Types of Bankruptcy in Hampden County, Massachusetts
In Hampden County, Massachusetts, there are three basic bankruptcy schemes that are most frequently used. They are identified as Chapter 7, Chapter 13, and Chapter 11. Being a product of federal law, the procedural rules governing bankruptcy in Hampden County, Massachusetts will be very similar to those in any other part of the United States. Chapter 7 bankruptcy requires the debtor to liquidate some of his or her assets in order to pay off as much debt as possible. Once the sale of the assets is verified, and the proceeds handed over to the creditors, the debt is perceived as discharged. Liquidation is basically selling assets to the highest bidder. Not all of the debtor's assets will need to be sold, and many types of property are entirely or partially exempt, including homes, cars, retirement accounts, and insurance policies. This means that the debtor can keep them. It should be noted that some types of debts are not dischargeable in Chapter 7 bankruptcy, including student loans, criminal fines, taxes, and child support payments. Even when the bankruptcy process is complete, these debts will have to be paid in full.

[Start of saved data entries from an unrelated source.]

//! Single-file transfer session
//!
//! Owns the received chunks for one download. Chunks are appended in
//! arrival order; the transport guarantees send order, so there is no
//! reordering or gap filling here.

use bytes::Bytes;
use tracing::{debug, warn};

use super::TransferState;
use crate::error::TransferFailure;
use crate::protocol::{RemoteFile, Request, Response};

/// Progress after a chunk
#[derive(Debug, Clone, Copy, PartialEq, Eq)]
pub struct TransferProgress {
	pub received: u64,
	pub expected: u64,
	pub percent: u8,
}

/// Verified payload of a finished transfer
#[derive(Debug, Clone, PartialEq, Eq)]
pub struct CompletedTransfer {
	pub file: RemoteFile,
	pub chunks: Vec<Bytes>,
}

impl CompletedTransfer {
	pub fn byte_len(&self) -> usize {
		self.chunks.iter().map(|c| c.len()).sum()
	}
}

/// Events produced while a transfer advances
#[derive(Debug, Clone, PartialEq, Eq)]
pub enum TransferEvent {
	/// Device acknowledged the request with the expected size
	Started { expected_size: u64 },
	Progress(TransferProgress),
	Completed(CompletedTransfer),
	Failed(TransferFailure),
	Cancelled,
}

impl TransferEvent {
	pub fn is_terminal(&self) -> bool {
		matches!(
			self,
			TransferEvent::Completed(_) | TransferEvent::Failed(_) | TransferEvent::Cancelled
		)
	}
}

/// State for one in-flight download
#[derive(Debug)]
pub struct TransferSession {
	target: RemoteFile,
	chunks: Vec<Bytes>,
	received: u64,
	expected_size: Option<u64>,
	state: TransferState,
}

impl TransferSession {
	/// New session in the Requested state
	pub fn new(target: RemoteFile) -> Self {
		Self {
			target,
			chunks: Vec::new(),
			received: 0,
			expected_size: None,
			state: TransferState::Requested,
		}
	}

	/// Request that starts this transfer; carries the raw name verbatim
	pub fn request(&self) -> Request {
		Request::RequestImportFile(self.target.raw_name.clone())
	}

	pub fn target(&self) -> &RemoteFile {
		&self.target
	}

	pub fn state(&self) -> TransferState {
		self.state
	}

	pub fn received(&self) -> u64 {
		self.received
	}

	pub fn expected_size(&self) -> Option<u64> {
		self.expected_size
	}

	pub fn progress(&self) -> TransferProgress {
		let expected = self.expected_size.unwrap_or(0);
		TransferProgress { received: self.received, expected, percent: percent(self.received, expected) }
	}

	/// Feed one response; `None` when it does not advance this transfer
	pub fn apply(&mut self, response: &Response) -> Option<TransferEvent> {
		match (self.state, response) {
			(TransferState::Requested, Response::ImportStarted { size }) => {
				debug!("import of {} started: {} bytes", self.target.display_name, size);
				self.expected_size = Some(*size);
				self.state = TransferState::Importing;
				Some(TransferEvent::Started { expected_size: *size })
			}
			(TransferState::Importing, Response::FileData(chunk)) => {
				self.received += chunk.len() as u64;
				self.chunks.push(chunk.clone());
				Some(TransferEvent::Progress(self.progress()))
			}
			(TransferState::Importing, Response::ImportComplete) => Some(self.complete()),
			(TransferState::Requested, Response::ImportStopped)
			| (TransferState::Importing, Response::ImportStopped) => {
				debug!("device stopped import of {}", self.target.display_name);
				Some(self.cancel())
			}
			(TransferState::Importing, Response::ImportStarted { size }) => {
				warn!("Duplicate import start ({} bytes) for {}", size, self.target.display_name);
				None
			}
			_ => None,
		}
	}

	/// Cancel from the host side, discarding partial bytes
	pub fn cancel(&mut self) -> TransferEvent {
		if self.state.is_terminal() {
			return self.terminal_event();
		}
		self.discard();
		self.state = TransferState::Cancelled;
		TransferEvent::Cancelled
	}

	/// Fail the transfer, discarding partial bytes
	pub fn fail(&mut self, failure: TransferFailure) -> TransferEvent {
		if self.state.is_terminal() {
			return self.terminal_event();
		}
		self.discard();
		self.state = TransferState::Failed;
		TransferEvent::Failed(failure)
	}

	fn complete(&mut self) -> TransferEvent {
		let expected = self.expected_size.unwrap_or(0);
		if self.received != expected {
			return self.fail(TransferFailure::SizeMismatch { expected, received: self.received });
		}
		self.state = TransferState::Completed;
		let chunks = std::mem::take(&mut self.chunks);
		TransferEvent::Completed(CompletedTransfer { file: self.target.clone(), chunks })
	}

	fn terminal_event(&self) -> TransferEvent {
		match self.state {
			TransferState::Cancelled => TransferEvent::Cancelled,
			_ => TransferEvent::Failed(TransferFailure::Protocol {
				message: "transfer already finished".to_string(),
			}),
		}
	}

	fn discard(&mut self) {
		self.chunks.clear();
		self.received = 0;
	}
}

fn percent(received: u64, expected: u64) -> u8 {
	if expected == 0 {
		return 100;
	}
	(received.saturating_mul(100) / expected).min(100) as u8
}

#[cfg(test)]
mod tests {
	use super::*;

	fn target(size: u64) -> RemoteFile {
		RemoteFile::new(b"REC0001".to_vec(), size, 1, 1_700_000_000)
	}

	fn data(len: usize) -> Response {
		Response::FileData(Bytes::from(vec![0xAB; len]))
	}

	#[test]
	fn test_exact_size_completes() {
		let mut session = TransferSession::new(target(300));
		assert_eq!(session.request(), Request::RequestImportFile(b"REC0001".to_vec()));
		assert_eq!(
			session.apply(&Response::ImportStarted { size: 300 }),
			Some(TransferEvent::Started { expected_size: 300 })
		);
		let ev = session.apply(&data(100)).unwrap();
		assert_eq!(
			ev,
			TransferEvent::Progress(TransferProgress { received: 100, expected: 300, percent: 33 })
		);
		session.apply(&data(200));
		match session.apply(&Response::ImportComplete) {
			Some(TransferEvent::Completed(done)) => {
				assert_eq!(done.byte_len(), 300);
				assert_eq!(done.chunks.len(), 2);
			}
			other => panic!("unexpected {:?}", other),
		}
		assert_eq!(session.state(), TransferState::Completed);
	}

	#[test]
	fn test_shortfall_fails_despite_completion_signal() {
		let mut session = TransferSession::new(target(300));
		session.apply(&Response::ImportStarted { size: 300 });
		session.apply(&data(299));
		assert_eq!(
			session.apply(&Response::ImportComplete),
			Some(TransferEvent::Failed(TransferFailure::SizeMismatch { expected: 300, received: 299 }))
		);
		assert_eq!(session.state(), TransferState::Failed);
	}

	#[test]
	fn test_overrun_fails() {
		let mut session = TransferSession::new(target(10));
		session.apply(&Response::ImportStarted { size: 10 });
		session.apply(&data(11));
		assert!(matches!(
			session.apply(&Response::ImportComplete),
			Some(TransferEvent::Failed(TransferFailure::SizeMismatch { .. }))
		));
	}

	#[test]
	fn test_zero_length_file() {
		let mut session = TransferSession::new(target(0));
		session.apply(&Response::ImportStarted { size: 0 });
		assert_eq!(session.progress().percent, 100);
		assert!(matches!(session.apply(&Response::ImportComplete), Some(TransferEvent::Completed(_))));
	}

	#[test]
	fn test_device_stop_cancels_and_discards() {
		let mut session = TransferSession::new(target(100));
		session.apply(&Response::ImportStarted { size: 100 });
		session.apply(&data(50));
		assert_eq!(session.apply(&Response::ImportStopped), Some(TransferEvent::Cancelled));
		assert_eq!(session.received(), 0);
		assert_eq!(session.state(), TransferState::Cancelled);
		assert_eq!(session.apply(&data(50)), None);
	}

	#[test]
	fn test_data_before_start_is_ignored() {
		let mut session = TransferSession::new(target(100));
		assert_eq!(session.apply(&data(10)), None);
		assert_eq!(session.apply(&Response::ImportComplete), None);
		assert_eq!(session.state(), TransferState::Requested);
	}

	#[test]
	fn test_fail_is_sticky() {
		let mut session = TransferSession::new(target(100));
		session.apply(&Response::ImportStarted { size: 100 });
		assert_eq!(
			session.fail(TransferFailure::Disconnected),
			TransferEvent::Failed(TransferFailure::Disconnected)
		);
		assert!(matches!(session.cancel(), TransferEvent::Failed(TransferFailure::Protocol { .. })));
		assert_eq!(session.state(), TransferState::Failed);
	}

	#[test]
	fn test_percent_rounds_down_and_clamps() {
		assert_eq!(percent(1, 3), 33);
		assert_eq!(percent(3, 3), 100);
		assert_eq!(percent(5, 3), 100);
	}
}

// vim: ts=4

Under Chapter 13 bankruptcy in Hampden County, most of the debtor's debt is not discharged. Instead, the bankruptcy court, working with the debtor and participating creditors, work out a payment plan that allows the debtor to pay off most of his or her debts over an extended period of time, therefore theoretically making the debt far more manageable. Once a payment plan is approved by the court, creditors are prohibited from attempting to collect payment under their original agreements that gave rise to the debt in the first place. Though applicable to individuals, Chapter 11 bankruptcy is typically used by businesses. Like Chapter 13, Chapter 11 requires the restructuring of debts. Under this system, the debtor must come up with a plan to reduce debt, cut costs, and improve operations. Once this plan is finalized, it is submitted to the participating creditors, who must approve it by a majority vote before it can be implemented.

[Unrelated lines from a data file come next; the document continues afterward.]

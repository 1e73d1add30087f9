//! Protocol error types
//!
//! Link-level failures come from the transport collaborator; protocol
//! failures wrap them and add frame/command level problems.

use std::fmt;

/// Failure reported by the wireless transport
#[derive(Debug, Clone, PartialEq, Eq)]
pub enum LinkError {
	/// User backed out of device selection
	PairingCancelled,
	/// Connect attempt failed for any other reason
	ConnectFailed { message: String },
	/// Device dropped the connection
	Disconnected,
	/// Outbound write was rejected
	WriteFailed { message: String },
	/// Operation attempted on a link that is not connected
	NotConnected,
}

impl fmt::Display for LinkError {
	fn fmt(&self, f: &mut fmt::Formatter<'_>) -> fmt::Result {
		match self {
			LinkError::PairingCancelled => write!(f, "Device selection cancelled"),
			LinkError::ConnectFailed { message } => write!(f, "Connect failed: {}", message),
			LinkError::Disconnected => write!(f, "Device disconnected"),
			LinkError::WriteFailed { message } => write!(f, "Write failed: {}", message),
			LinkError::NotConnected => write!(f, "Device not connected"),
		}
	}
}

impl std::error::Error for LinkError {}

/// Protocol error type
#[derive(Debug, Clone, PartialEq, Eq)]
pub enum ProtocolError {
	/// Transport failure
	Link(LinkError),
	/// Response body too short or otherwise undecodable
	MalformedBody { what: &'static str, len: usize },
	/// (dataType, command) pair outside the known enumerations
	Unrecognized { data_type: u8, command: Option<u8> },
	/// Device stopped answering within the watchdog period
	Timeout,
	/// Generic protocol violation
	ProtocolViolation(String),
}

impl ProtocolError {
	/// The link is gone; nothing further can be exchanged
	pub fn is_disconnect(&self) -> bool {
		matches!(self, ProtocolError::Link(LinkError::Disconnected | LinkError::NotConnected))
	}
}

impl fmt::Display for ProtocolError {
	fn fmt(&self, f: &mut fmt::Formatter<'_>) -> fmt::Result {
		match self {
			ProtocolError::Link(e) => write!(f, "Link error: {}", e),
			ProtocolError::MalformedBody { what, len } => {
				write!(f, "Malformed {} body ({} bytes)", what, len)
			}
			ProtocolError::Unrecognized { data_type, command } => match command {
				Some(c) => write!(f, "Unrecognized frame type {:#04x}/{:#04x}", data_type, c),
				None => write!(f, "Unrecognized frame type {:#04x}", data_type),
			},
			ProtocolError::Timeout => write!(f, "Timed out waiting for device response"),
			ProtocolError::ProtocolViolation(msg) => write!(f, "Protocol violation: {}", msg),
		}
	}
}

impl std::error::Error for ProtocolError {}

impl From<LinkError> for ProtocolError {
	fn from(e: LinkError) -> Self {
		ProtocolError::Link(e)
	}
}

impl From<&str> for ProtocolError {
	fn from(e: &str) -> Self {
		ProtocolError::ProtocolViolation(e.to_string())
	}
}

// vim: ts=4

One major advantage of Chapter 11 bankruptcy is that it allows businesses to continue their operations while the process plays out. Moreover, their stock can still be bought and sold.
How Can a Hampden County Bankruptcy Lawyer Help?
The need to examine all the options and consider the costs and benefits of applying for bankruptcy in Hampden County cannot be overstated. If you are considering filing for bankruptcy, it would be a good idea to speak with a Hampden County bankruptcy attorney beforehand.